Doing It ‘Wrong’: What If BJP Is Left Wing And Congress Is Right Wing?
Almost everyone seems to know how to fit Indian politics into the usual left-right binary. The BJP is the right-wing party, dominated by religious conservatives. Its worldview is rooted in tradition. Its supposed goal is Hindu Rashtra. The Congress is the liberal, socialist, and secular alternative. No wonder then that the Congress gets so much support from global media outlets, the intellectual class in foreign universities, and so on, and the people back home who also have a global outlook. You know, the educated folks in the big cities.
But wait a second, because we know we have already gone wrong. How is a BJP stronghold like Bengaluru supposed to be the most conservative part of Karnataka? Even within the city, look at the tech hub in Bengaluru South. The Congress has not won this Lok Sabha seat since 1989. In India, the BJP dominates the cities. Even in Kerala, where the BJP usually struggles to open its account, they just got their mayor in the capital city of Thiruvananthapuram. Also, the higher the level of education, the more likely the support for BJP. This seems upside down, when you look at global trends, such as in the United States, or almost any other Western country.

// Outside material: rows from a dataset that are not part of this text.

use super::{Store, ZERO};
use crate::Error;
use std::{
    collections::BTreeMap,
    sync::{Arc, Mutex},
};

/// In-memory offset store.
///
/// Clones share the same records, so a test (or another node) can observe and
/// overwrite the offsets a sender consumes.
#[derive(Clone, Default)]
pub struct Memory {
    records: Arc<Mutex<BTreeMap<u32, String>>>,
}

impl Memory {
    /// Overwrite the record for node `id` with `raw`.
    pub fn write(&self, id: u32, raw: impl Into<String>) {
        self.records.lock().unwrap().insert(id, raw.into());
    }

    /// Returns the record for node `id`, if any.
    pub fn get(&self, id: u32) -> Option<String> {
        self.records.lock().unwrap().get(&id).cloned()
    }
}

impl Store for Memory {
    fn read(&mut self, id: u32) -> Result<Option<String>, Error> {
        Ok(self.get(id))
    }

    fn init(&mut self, id: u32) -> Result<(), Error> {
        self.write(id, ZERO);
        Ok(())
    }
}

#[cfg(test)]
mod tests {
    use super::*;

    #[test]
    fn test_missing_record() {
        let mut store = Memory::default();
        assert_eq!(store.read(1).unwrap(), None);
    }

    #[test]
    fn test_init_overwrites() {
        let mut store = Memory::default();
        store.write(1, "5");
        assert_eq!(store.read(1).unwrap().as_deref(), Some("5"));
        store.init(1).unwrap();
        assert_eq!(store.read(1).unwrap().as_deref(), Some(ZERO));
    }

    #[test]
    fn test_clones_share_records() {
        let mut store = Memory::default();
        let observer = store.clone();
        store.init(2).unwrap();
        observer.write(3, "7");
        assert_eq!(observer.get(2).as_deref(), Some(ZERO));
        assert_eq!(store.read(3).unwrap().as_deref(), Some("7"));
        assert_eq!(store.read(4).unwrap(), None);
    }
}
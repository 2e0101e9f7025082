//! Text search.
//!
//! Case-insensitive literal search over a UTF-8 `&str`, using **character
//! offsets** (not byte offsets) for all public inputs/outputs. Unlike a plain
//! `find_iter`, the scan restarts one character after each match start, so
//! overlapping occurrences are all reported (searching `"aa"` in `"aaa"`
//! yields starts `[0, 1]`).
//!
//! [`SearchState`] holds a search session for the widget: the query, the
//! ascending match list, and the current-match cursor with cyclic
//! next/previous navigation. Matches are always recomputed from scratch when
//! the query or the text changes; nothing is patched incrementally.

use crate::text::CharIndex;
use regex::RegexBuilder;

/// A match returned by the search APIs, expressed as a half-open character range.
#[derive(Debug, Clone, Copy, PartialEq, Eq)]
pub struct SearchMatch {
    /// Inclusive start character offset.
    pub start: usize,
    /// Exclusive end character offset.
    pub end: usize,
}

impl SearchMatch {
    /// Returns the length of the match in characters.
    pub fn len(&self) -> usize {
        self.end.saturating_sub(self.start)
    }

    /// Returns `true` if the match is empty.
    pub fn is_empty(&self) -> bool {
        self.start >= self.end
    }
}

/// Find every occurrence of `query` in `text`, case-insensitively.
///
/// - The query is treated as a literal (escaped before compilation).
/// - After a match starting at `m`, the next scan starts at `m + 1`, so
///   overlapping occurrences are included.
/// - An empty query yields an empty list.
pub fn find_matches(text: &str, query: &str) -> Vec<SearchMatch> {
    if query.is_empty() {
        return Vec::new();
    }

    // Escaped literals always compile; bail to "no matches" rather than
    // surfacing an impossible error to callers.
    let Ok(re) = RegexBuilder::new(&regex::escape(query))
        .case_insensitive(true)
        .multi_line(true)
        .build()
    else {
        return Vec::new();
    };

    let index = CharIndex::new(text);
    let mut matches = Vec::new();
    let mut start_char = 0usize;

    while start_char <= index.char_count() {
        let start_byte = index.char_to_byte(start_char);
        let Some(m) = re.find_at(text, start_byte) else {
            break;
        };

        let start = index.byte_to_char(m.start());
        let end = index.byte_to_char(m.end());
        if start >= end {
            break;
        }

        matches.push(SearchMatch { start, end });
        start_char = start + 1;
    }

    matches
}

/// A widget search session: query, match list, and current-match cursor.
#[derive(Debug, Default)]
pub struct SearchState {
    query: String,
    matches: Vec<SearchMatch>,
    current: Option<usize>,
}

impl SearchState {
    /// Create an empty session (no query, no matches).
    pub fn new() -> Self {
        Self::default()
    }

    /// The current query string.
    pub fn query(&self) -> &str {
        &self.query
    }

    /// All matches, ascending by start offset.
    pub fn matches(&self) -> &[SearchMatch] {
        &self.matches
    }

    /// Index of the current match, if any.
    pub fn current(&self) -> Option<usize> {
        self.current
    }

    /// The current match range, if any.
    pub fn current_match(&self) -> Option<SearchMatch> {
        self.current.and_then(|i| self.matches.get(i).copied())
    }

    /// Replace the query and recompute matches against `text`.
    ///
    /// The cursor resets to the first match, or to none when the list is empty.
    pub fn set_query(&mut self, query: &str, text: &str) {
        self.query.clear();
        self.query.push_str(query);
        self.refresh(text);
    }

    /// Recompute matches for the existing query after the text changed.
    pub fn refresh(&mut self, text: &str) {
        self.matches = find_matches(text, &self.query);
        self.current = if self.matches.is_empty() { None } else { Some(0) };
    }

    /// Clear the query and all matches (the search panel was closed).
    pub fn clear(&mut self) {
        self.query.clear();
        self.matches.clear();
        self.current = None;
    }

    /// Advance to the next match, wrapping from the last back to the first.
    ///
    /// Returns the new current index; a no-op returning `None` with no matches.
    pub fn next(&mut self) -> Option<usize> {
        if self.matches.is_empty() {
            return None;
        }
        let next = match self.current {
            Some(i) if i + 1 < self.matches.len() => i + 1,
            _ => 0,
        };
        self.current = Some(next);
        self.current
    }

    /// Step to the previous match, wrapping from the first to the last.
    pub fn prev(&mut self) -> Option<usize> {
        if self.matches.is_empty() {
            return None;
        }
        let prev = match self.current {
            Some(i) if i > 0 => i - 1,
            _ => self.matches.len() - 1,
        };
        self.current = Some(prev);
        self.current
    }
}

#[cfg(test)]
mod tests {
    use super::*;

    fn starts(matches: &[SearchMatch]) -> Vec<usize> {
        matches.iter().map(|m| m.start).collect()
    }

    #[test]
    fn test_overlapping_matches() {
        assert_eq!(starts(&find_matches("aaa", "aa")), vec![0, 1]);
        assert_eq!(starts(&find_matches("aaaa", "aa")), vec![0, 1, 2]);
    }

    #[test]
    fn test_case_insensitive() {
        assert_eq!(starts(&find_matches("Hello World", "WORLD")), vec![6]);
        assert_eq!(starts(&find_matches("TRUE true True", "true")), vec![0, 5, 10]);
    }

    #[test]
    fn test_empty_query_and_no_match() {
        assert!(find_matches("abc", "").is_empty());
        assert!(find_matches("abc", "zzz").is_empty());
        assert!(find_matches("", "a").is_empty());
    }

    #[test]
    fn test_multibyte_offsets_are_chars() {
        // "值" is 3 bytes but 1 char; offsets must be character-based.
        assert_eq!(starts(&find_matches("值值x", "x")), vec![2]);
        assert_eq!(starts(&find_matches("值值", "值")), vec![0, 1]);
    }

    #[test]
    fn test_regex_metacharacters_are_literal() {
        assert_eq!(starts(&find_matches("a.c abc", "a.c")), vec![0]);
        assert_eq!(starts(&find_matches("[1]", "[1]")), vec![0]);
    }

    #[test]
    fn test_navigation_wraparound() {
        let mut state = SearchState::new();
        state.set_query("a", "a_a_a");
        assert_eq!(state.matches().len(), 3);
        assert_eq!(state.current(), Some(0));

        assert_eq!(state.next(), Some(1));
        assert_eq!(state.next(), Some(2));
        assert_eq!(state.next(), Some(0)); // wrap forward

        assert_eq!(state.prev(), Some(2)); // wrap backward
        assert_eq!(state.prev(), Some(1));
    }

    #[test]
    fn test_navigation_noop_without_matches() {
        let mut state = SearchState::new();
        state.set_query("zzz", "abc");
        assert_eq!(state.current(), None);
        assert_eq!(state.next(), None);
        assert_eq!(state.prev(), None);
    }

    #[test]
    fn test_refresh_resets_cursor() {
        let mut state = SearchState::new();
        state.set_query("a", "aaa");
        state.next();
        assert_eq!(state.current(), Some(1));

        state.refresh("a");
        assert_eq!(state.matches().len(), 1);
        assert_eq!(state.current(), Some(0));

        state.refresh("zzz");
        assert_eq!(state.current(), None);
    }

    #[test]
    fn test_clear() {
        let mut state = SearchState::new();
        state.set_query("a", "aaa");
        state.clear();
        assert_eq!(state.query(), "");
        assert!(state.matches().is_empty());
        assert_eq!(state.current(), None);
    }

    #[test]
    fn test_match_end_tracks_actual_length() {
        let matches = find_matches("Hello", "ELL");
        assert_eq!(matches, vec![SearchMatch { start: 1, end: 4 }]);
        assert_eq!(matches[0].len(), 3);
        assert!(!matches[0].is_empty());
    }
}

So what is happening? What if we changed some labels and tried a completely new understanding of our political system, and see if that explains things better? Like why do the urban, educated classes vote for BJP? Why is Congress stronger in villages? Who really is a conservative and what is a liberal? What is nationalism? And where do minorities fit into this?
Let us see if we can explain why the BJP is not family-run, but the Congress has to be. Not just the Congress, but almost all its partners in the so-called INDIA bloc, from the RJD to the DMK, with the sole exception of the Communists. We will explain that too. In fact, the Communists and BJP could be closer than we think, if you look deeply at historical processes, that is. And why does the year 1848 matter so much? Let's get curious, and perhaps a bit naughty.Politics is a creation of the modern age. In the old days, there was no such thing as politics, because there was no need for it. Almost everyone lived, worked, and married within their own little village community, or just around it. Each group had its own traditions, which played the role of laws. This made sense too. Without modern communication, how would a centralised government understand the needs of people a 1,000 miles away? If they made a decision, how would it be implemented? How would people living far away from the capital even know about it?And so, all we had was nobles with some loose authority over village chiefs. This was the structure of empires of the past. The nobles supported the king, and the king kept the privileges of the nobles in place. The most common form of transfer of power was from father to son. This is the basic structure of the Congress party today, and almost all its partners in the INDIA bloc: a collection of ruling families, each from one caste or language group. Each ruling family gets its power from smaller, more local ruling families at the district, block, or panchayat level. The family structure is the core of these parties.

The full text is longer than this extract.